Data extracted from a collection
++++++++++++++++++++
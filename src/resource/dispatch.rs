//! Table Dispatch
//!
//! Maps table names to their resource types and runs list/get requests
//! through the generic fetcher.

use super::fetcher::{get_item, list_pages, to_row, ListQuery};
use super::filter::{build_filter, matches_all, Predicate};
use super::model::*;
use super::registry::{get_table_def, QualKind, QualTarget, TableDef};
use crate::config::DEFAULT_PAGE_SIZE;
use crate::error::{Error, Result};
use crate::host::{Qualifiers, Row, RowSink};
use crate::yc::client::YcClient;
use futures::TryStreamExt;
use serde::Deserialize;

/// Column through which a listing may override the configured folder
const FOLDER_ID_COLUMN: &str = "folder_id";

/// Resource type behind a table
#[derive(Debug, Clone, Copy, PartialEq, Eq, Deserialize)]
#[serde(rename_all = "snake_case")]
pub enum ResourceKind {
    Instance,
    Disk,
    Snapshot,
    Image,
    Filesystem,
    PlacementGroup,
    HostGroup,
    GpuCluster,
    DiskPlacementGroup,
    SnapshotSchedule,
    ReservedInstancePool,
    Zone,
    DiskType,
    HostType,
    Operation,
    Network,
    Subnet,
    RouteTable,
    SecurityGroup,
    Address,
    Gateway,
    VpcOperation,
    BillingAccount,
}

macro_rules! dispatch {
    ($kind:expr, $func:ident ( $($arg:expr),* )) => {
        match $kind {
            ResourceKind::Instance => $func::<Instance>($($arg),*).await,
            ResourceKind::Disk => $func::<Disk>($($arg),*).await,
            ResourceKind::Snapshot => $func::<Snapshot>($($arg),*).await,
            ResourceKind::Image => $func::<Image>($($arg),*).await,
            ResourceKind::Filesystem => $func::<Filesystem>($($arg),*).await,
            ResourceKind::PlacementGroup => $func::<PlacementGroup>($($arg),*).await,
            ResourceKind::HostGroup => $func::<HostGroup>($($arg),*).await,
            ResourceKind::GpuCluster => $func::<GpuCluster>($($arg),*).await,
            ResourceKind::DiskPlacementGroup => $func::<DiskPlacementGroup>($($arg),*).await,
            ResourceKind::SnapshotSchedule => $func::<SnapshotSchedule>($($arg),*).await,
            ResourceKind::ReservedInstancePool => $func::<ReservedInstancePool>($($arg),*).await,
            ResourceKind::Zone => $func::<Zone>($($arg),*).await,
            ResourceKind::DiskType => $func::<DiskType>($($arg),*).await,
            ResourceKind::HostType => $func::<HostType>($($arg),*).await,
            ResourceKind::Operation => $func::<Operation>($($arg),*).await,
            ResourceKind::Network => $func::<Network>($($arg),*).await,
            ResourceKind::Subnet => $func::<Subnet>($($arg),*).await,
            ResourceKind::RouteTable => $func::<RouteTable>($($arg),*).await,
            ResourceKind::SecurityGroup => $func::<SecurityGroup>($($arg),*).await,
            ResourceKind::Address => $func::<Address>($($arg),*).await,
            ResourceKind::Gateway => $func::<Gateway>($($arg),*).await,
            ResourceKind::VpcOperation => $func::<VpcOperation>($($arg),*).await,
            ResourceKind::BillingAccount => $func::<BillingAccount>($($arg),*).await,
        }
    };
}

/// Qualifiers of one query sorted by where they apply
#[derive(Debug, Clone, Default, PartialEq, Eq)]
pub struct QueryPlan {
    /// Rendered into the server `filter`
    pub server: Vec<Predicate>,
    /// Sent as query parameters
    pub params: Vec<(String, String)>,
    /// Re-checked on every item, server filter clauses included
    pub local: Vec<Predicate>,
}

impl QueryPlan {
    pub fn new(table: &TableDef, quals: &dyn Qualifiers) -> Self {
        let mut plan = Self::default();

        for def in &table.qualifiers {
            let predicate = match def.kind {
                QualKind::String => match quals.string(&def.column) {
                    Some(value) if def.upper => Predicate::eq_str(&def.field, value.to_uppercase()),
                    Some(value) => Predicate::eq_str(&def.field, value),
                    None => continue,
                },
                QualKind::Bool => match quals.bool(&def.column) {
                    Some(value) => Predicate::eq_bool(&def.field, value),
                    None => continue,
                },
            };

            // Scoping parameters are trusted; list items need not echo them back
            match def.target {
                QualTarget::Filter => {
                    plan.server.push(predicate.clone());
                    plan.local.push(predicate);
                },
                QualTarget::Param => plan
                    .params
                    .push((def.field.clone(), predicate.value.to_param())),
                QualTarget::Local => plan.local.push(predicate),
            }
        }

        plan
    }
}

fn table_def(name: &str) -> Result<&'static TableDef> {
    get_table_def(name).ok_or_else(|| Error::UnknownTable(name.to_string()))
}

/// Stream every matching row of a table into `sink`
///
/// Returns the number of rows emitted. Rows already emitted stay delivered
/// if a later page fails.
pub async fn list_table(
    client: &YcClient,
    table: &str,
    quals: &dyn Qualifiers,
    sink: &mut dyn RowSink,
) -> Result<usize> {
    let def = table_def(table)?;
    tracing::debug!("list_table: table={}, resource={:?}", table, def.resource);
    let emitted = dispatch!(def.resource, list_into(client, def, quals, sink))?;
    tracing::info!("list_table: table={}, rows={}", table, emitted);
    Ok(emitted)
}

/// Fetch one row by the table's id column
///
/// `None` without a request when the id qualifier is absent; an id the API
/// does not know fails with `Error::Status` (404).
pub async fn get_table(client: &YcClient, table: &str, quals: &dyn Qualifiers) -> Result<Option<Row>> {
    let def = table_def(table)?;
    tracing::debug!("get_table: table={}, resource={:?}", table, def.resource);
    dispatch!(def.resource, get_into(client, def, quals))
}

async fn list_into<R: Resource>(
    client: &YcClient,
    def: &TableDef,
    quals: &dyn Qualifiers,
    sink: &mut dyn RowSink,
) -> Result<usize> {
    let plan = QueryPlan::new(def, quals);

    let folder_id = match R::SCOPE {
        Scope::Folder => Some(client.folder_id(quals.string(FOLDER_ID_COLUMN).as_deref())?),
        Scope::Zone | Scope::Global => None,
    };

    let query = ListQuery {
        folder_id,
        filter: build_filter(&plan.server),
        params: plan.params.clone(),
        page_size: DEFAULT_PAGE_SIZE,
        ..Default::default()
    };

    let mut pages = std::pin::pin!(list_pages::<R>(client, query));
    let mut emitted = 0;

    while let Some(page) = pages.try_next().await? {
        for item in page.items {
            let value = serde_json::to_value(&item).map_err(|source| Error::Decode {
                url: R::COLLECTION.to_string(),
                source,
            })?;
            if !matches_all(&plan.local, &value) {
                continue;
            }
            sink.emit(to_row(&def.columns, &value))?;
            emitted += 1;
        }
    }

    Ok(emitted)
}

async fn get_into<R: Resource>(
    client: &YcClient,
    def: &TableDef,
    quals: &dyn Qualifiers,
) -> Result<Option<Row>> {
    let id = quals.string(&def.id_column);
    let Some(item) = get_item::<R>(client, id.as_deref()).await? else {
        return Ok(None);
    };

    let value = serde_json::to_value(&item).map_err(|source| Error::Decode {
        url: R::COLLECTION.to_string(),
        source,
    })?;
    Ok(Some(to_row(&def.columns, &value)))
}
++++++++++++++++++++
→ **Task directions**
Return every record in full, word for word.

→ **Reply to the exercise**
filename src/resource/dispatch.rs
//! Table Dispatch
//!
//! Maps table names to their resource types and runs list/get requests
//! through the generic fetcher.

use super::fetcher::{get_item, list_pages, to_row, ListQuery};
use super::filter::{build_filter, matches_all, Predicate};
use super::model::*;
use super::registry::{get_table_def, QualKind, QualTarget, TableDef};
use crate::config::DEFAULT_PAGE_SIZE;
use crate::error::{Error, Result};
use crate::host::{Qualifiers, Row, RowSink};
use crate::yc::client::YcClient;
use futures::TryStreamExt;
use serde::Deserialize;

/// Column through which a listing may override the configured folder
const FOLDER_ID_COLUMN: &str = "folder_id";

/// Resource type behind a table
#[derive(Debug, Clone, Copy, PartialEq, Eq, Deserialize)]
#[serde(rename_all = "snake_case")]
pub enum ResourceKind {
    Instance,
    Disk,
    Snapshot,
    Image,
    Filesystem,
    PlacementGroup,
    HostGroup,
    GpuCluster,
    DiskPlacementGroup,
    SnapshotSchedule,
    ReservedInstancePool,
    Zone,
    DiskType,
    HostType,
    Operation,
    Network,
    Subnet,
    RouteTable,
    SecurityGroup,
    Address,
    Gateway,
    VpcOperation,
    BillingAccount,
}

macro_rules! dispatch {
    ($kind:expr, $func:ident ( $($arg:expr),* )) => {
        match $kind {
            ResourceKind::Instance => $func::<Instance>($($arg),*).await,
            ResourceKind::Disk => $func::<Disk>($($arg),*).await,
            ResourceKind::Snapshot => $func::<Snapshot>($($arg),*).await,
            ResourceKind::Image => $func::<Image>($($arg),*).await,
            ResourceKind::Filesystem => $func::<Filesystem>($($arg),*).await,
            ResourceKind::PlacementGroup => $func::<PlacementGroup>($($arg),*).await,
            ResourceKind::HostGroup => $func::<HostGroup>($($arg),*).await,
            ResourceKind::GpuCluster => $func::<GpuCluster>($($arg),*).await,
            ResourceKind::DiskPlacementGroup => $func::<DiskPlacementGroup>($($arg),*).await,
            ResourceKind::SnapshotSchedule => $func::<SnapshotSchedule>($($arg),*).await,
            ResourceKind::ReservedInstancePool => $func::<ReservedInstancePool>($($arg),*).await,
            ResourceKind::Zone => $func::<Zone>($($arg),*).await,
            ResourceKind::DiskType => $func::<DiskType>($($arg),*).await,
            ResourceKind::HostType => $func::<HostType>($($arg),*).await,
            ResourceKind::Operation => $func::<Operation>($($arg),*).await,
            ResourceKind::Network => $func::<Network>($($arg),*).await,
            ResourceKind::Subnet => $func::<Subnet>($($arg),*).await,
            ResourceKind::RouteTable => $func::<RouteTable>($($arg),*).await,
            ResourceKind::SecurityGroup => $func::<SecurityGroup>($($arg),*).await,
            ResourceKind::Address => $func::<Address>($($arg),*).await,
            ResourceKind::Gateway => $func::<Gateway>($($arg),*).await,
            ResourceKind::VpcOperation => $func::<VpcOperation>($($arg),*).await,
            ResourceKind::BillingAccount => $func::<BillingAccount>($($arg),*).await,
        }
    };
}

/// Qualifiers of one query sorted by where they apply
#[derive(Debug, Clone, Default, PartialEq, Eq)]
pub struct QueryPlan {
    /// Rendered into the server `filter`
    pub server: Vec<Predicate>,
    /// Sent as query parameters
    pub params: Vec<(String, String)>,
    /// Re-checked on every item, server filter clauses included
    pub local: Vec<Predicate>,
}

impl QueryPlan {
    pub fn new(table: &TableDef, quals: &dyn Qualifiers) -> Self {
        let mut plan = Self::default();

        for def in &table.qualifiers {
            let predicate = match def.kind {
                QualKind::String => match quals.string(&def.column) {
                    Some(value) if def.upper => Predicate::eq_str(&def.field, value.to_uppercase()),
                    Some(value) => Predicate::eq_str(&def.field, value),
                    None => continue,
                },
                QualKind::Bool => match quals.bool(&def.column) {
                    Some(value) => Predicate::eq_bool(&def.field, value),
                    None => continue,
                },
            };

            // Scoping parameters are trusted; list items need not echo them back
            match def.target {
                QualTarget::Filter => {
                    plan.server.push(predicate.clone());
                    plan.local.push(predicate);
                },
                QualTarget::Param => plan
                    .params
                    .push((def.field.clone(), predicate.value.to_param())),
                QualTarget::Local => plan.local.push(predicate),
            }
        }

        plan
    }
}

fn table_def(name: &str) -> Result<&'static TableDef> {
    get_table_def(name).ok_or_else(|| Error::UnknownTable(name.to_string()))
}

/// Stream every matching row of a table into `sink`
///
/// Returns the number of rows emitted. Rows already emitted stay delivered
/// if a later page fails.
pub async fn list_table(
    client: &YcClient,
    table: &str,
    quals: &dyn Qualifiers,
    sink: &mut dyn RowSink,
) -> Result<usize> {
    let def = table_def(table)?;
    tracing::debug!("list_table: table={}, resource={:?}", table, def.resource);
    let emitted = dispatch!(def.resource, list_into(client, def, quals, sink))?;
    tracing::info!("list_table: table={}, rows={}", table, emitted);
    Ok(emitted)
}

/// Fetch one row by the table's id column
///
/// `None` without a request when the id qualifier is absent; an id the API
/// does not know fails with `Error::Status` (404).
pub async fn get_table(client: &YcClient, table: &str, quals: &dyn Qualifiers) -> Result<Option<Row>> {
    let def = table_def(table)?;
    tracing::debug!("get_table: table={}, resource={:?}", table, def.resource);
    dispatch!(def.resource, get_into(client, def, quals))
}

async fn list_into<R: Resource>(
    client: &YcClient,
    def: &TableDef,
    quals: &dyn Qualifiers,
    sink: &mut dyn RowSink,
) -> Result<usize> {
    let plan = QueryPlan::new(def, quals);

    let folder_id = match R::SCOPE {
        Scope::Folder => Some(client.folder_id(quals.string(FOLDER_ID_COLUMN).as_deref())?),
        Scope::Zone | Scope::Global => None,
    };

    let query = ListQuery {
        folder_id,
        filter: build_filter(&plan.server),
        params: plan.params.clone(),
        page_size: DEFAULT_PAGE_SIZE,
        ..Default::default()
    };

    let mut pages = std::pin::pin!(list_pages::<R>(client, query));
    let mut emitted = 0;

    while let Some(page) = pages.try_next().await? {
        for item in page.items {
            let value = serde_json::to_value(&item).map_err(|source| Error::Decode {
                url: R::COLLECTION.to_string(),
                source,
            })?;
            if !matches_all(&plan.local, &value) {
                continue;
            }
            sink.emit(to_row(&def.columns, &value))?;
            emitted += 1;
        }
    }

    Ok(emitted)
}

async fn get_into<R: Resource>(
    client: &YcClient,
    def: &TableDef,
    quals: &dyn Qualifiers,
) -> Result<Option<Row>> {
    let id = quals.string(&def.id_column);
    let Some(item) = get_item::<R>(client, id.as_deref()).await? else {
        return Ok(None);
    };

    let value = serde_json::to_value(&item).map_err(|source| Error::Decode {
        url: R::COLLECTION.to_string(),
        source,
    })?;
    Ok(Some(to_row(&def.columns, &value)))
}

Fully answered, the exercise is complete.